Another form of wasted power that performs no useful function is glitches. “This has long been neglected,” says Swinnen. “And it is a significant portion of total power. It is difficult to analyze because it depends on precise timing. Only recently have tools existed that are able to analyze this and reduce it.”
While AI created some of these problems, it also can help solve them. “Optimizing PPA using AI is extremely challenging,” says William Wang, CEO of ChipAgents. “You are tackling major issues like balancing power and area tradeoffs and avoiding reward hacking, but it’s also incredibly promising. Human engineers can only juggle a limited number of factors in power-sensitive design, whereas AI can reason across a much broader context and surface design recommendations that deliver real efficiency gains early in the stack.”
Consider software
Designers may be looking to eke out every power improvement they can, but it can all be for nothing if software asks hardware to perform unnecessary work. “The semiconductor industry is responsible for power consumption and the power envelope, meeting power targets,” says Keysight’s Saif. “But software also needs to think about this. Software is the master in system design, but hardware is the execution engine for the commands that come from software. Software might not be paying as much attention to this pain point as they need to.”

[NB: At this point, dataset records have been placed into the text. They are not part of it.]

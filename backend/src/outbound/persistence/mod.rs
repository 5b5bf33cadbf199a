//! Recipe persistence adapters.
//!
//! - [`DieselRecipeRepository`]: PostgreSQL via Diesel with async support
//!   through `diesel-async` and `bb8` pooling. Rows and schema stay private
//!   to this module.
//! - [`InMemoryRecipeRepository`]: process-local store used when no database
//!   is configured and in tests.
//!
//! Both adapters run every call under the request context so a cancelled or
//! expired request abandons the storage work.
//!
//! # Example
//!
//! ```no_run
//! use recipe_backend::outbound::persistence::{DbPool, DieselRecipeRepository, PoolConfig};
//!
//! # async fn connect() -> Result<(), recipe_backend::outbound::persistence::PoolError> {
//! let pool = DbPool::new(PoolConfig::new("postgres://localhost/recipes")).await?;
//! let repo = DieselRecipeRepository::new(pool);
//! # let _ = repo;
//! # Ok(())
//! # }
//! ```

mod diesel_error_mapping;
mod diesel_recipe_repository;
mod memory_recipe_repository;
mod migrations;
mod models;
mod pool;
mod schema;

use std::future::Future;

use tracing::debug;

use crate::domain::RequestContext;
use crate::domain::ports::RecipeRepositoryError;

pub use diesel_recipe_repository::DieselRecipeRepository;
pub use memory_recipe_repository::InMemoryRecipeRepository;
pub use migrations::{MIGRATIONS, MigrationError, run_pending_migrations};
pub use pool::{DbPool, PoolConfig, PoolError};

/// Run a storage operation under `ctx`, reporting interruption as
/// [`RecipeRepositoryError::Cancelled`].
async fn guarded<T, F>(ctx: &RequestContext, operation: F) -> Result<T, RecipeRepositoryError>
where
    F: Future<Output = Result<T, RecipeRepositoryError>>,
{
    match ctx.run(operation).await {
        Ok(result) => result,
        Err(interrupted) => {
            debug!(%interrupted, "storage call abandoned");
            Err(RecipeRepositoryError::cancelled())
        }
    }
}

There has to be some degree of hardware/software co-design. “Improving power efficiency is a complicated system hardware and software challenge,” says Steven Woo, fellow and distinguished inventor at Rambus. “To achieve the best application performance and power efficiency, hardware must provide the right acceleration features, and software must be designed to use these features to their fullest capabilities. This can mean re-designing algorithms, refactoring software, and having applications developers be more architecturally aware of system hardware characteristics like cache sizes, DRAM, and storage tiers. Data movement continues to be a major consumer of power, and applications developers need to be aware of potential tradeoffs in storing and retrieving intermediate results versus simply recomputing these results if power can be saved.”
For many years, chipmakers have been asking for software productivity improvements. “If you look back 20 years, a lot of software was programmed using low-level programming languages,” says Andy Heinig, department head for efficient electronics at Fraunhofer IIS’ Engineering of Adaptive Systems Division. “That was time-consuming and painful, but with each level of abstraction we also lose power efficiency. If you look at how software is designed, it’s not very efficient, and we lose a lot of power. It makes it easier to program software. But a lot of efficiency is gone by this type of programming.”
There is little hardware can do to overcome bad software. “Hardware is optimizing the way it executes software commands, but software needs to be more aware of what commands are sent to hardware,” says Saif. “They need to be aware of the downstream challenge of managing the power envelope, keeping within budget. I interact with enough hardware engineers to know their frustration with the software processes.”
Conclusion
There appears to be general agreement within the industry that data movement is expensive, both in terms of performance and power consumption. The only acceptable answer, in the long term, is how to significantly reduce the need for it. But today, the solutions being created are how to optimize the power consumed by it. While this is a predictable strategy for the semiconductor industry, it allows for a major disruption in coming years when someone solves the real problem — and that will involve software.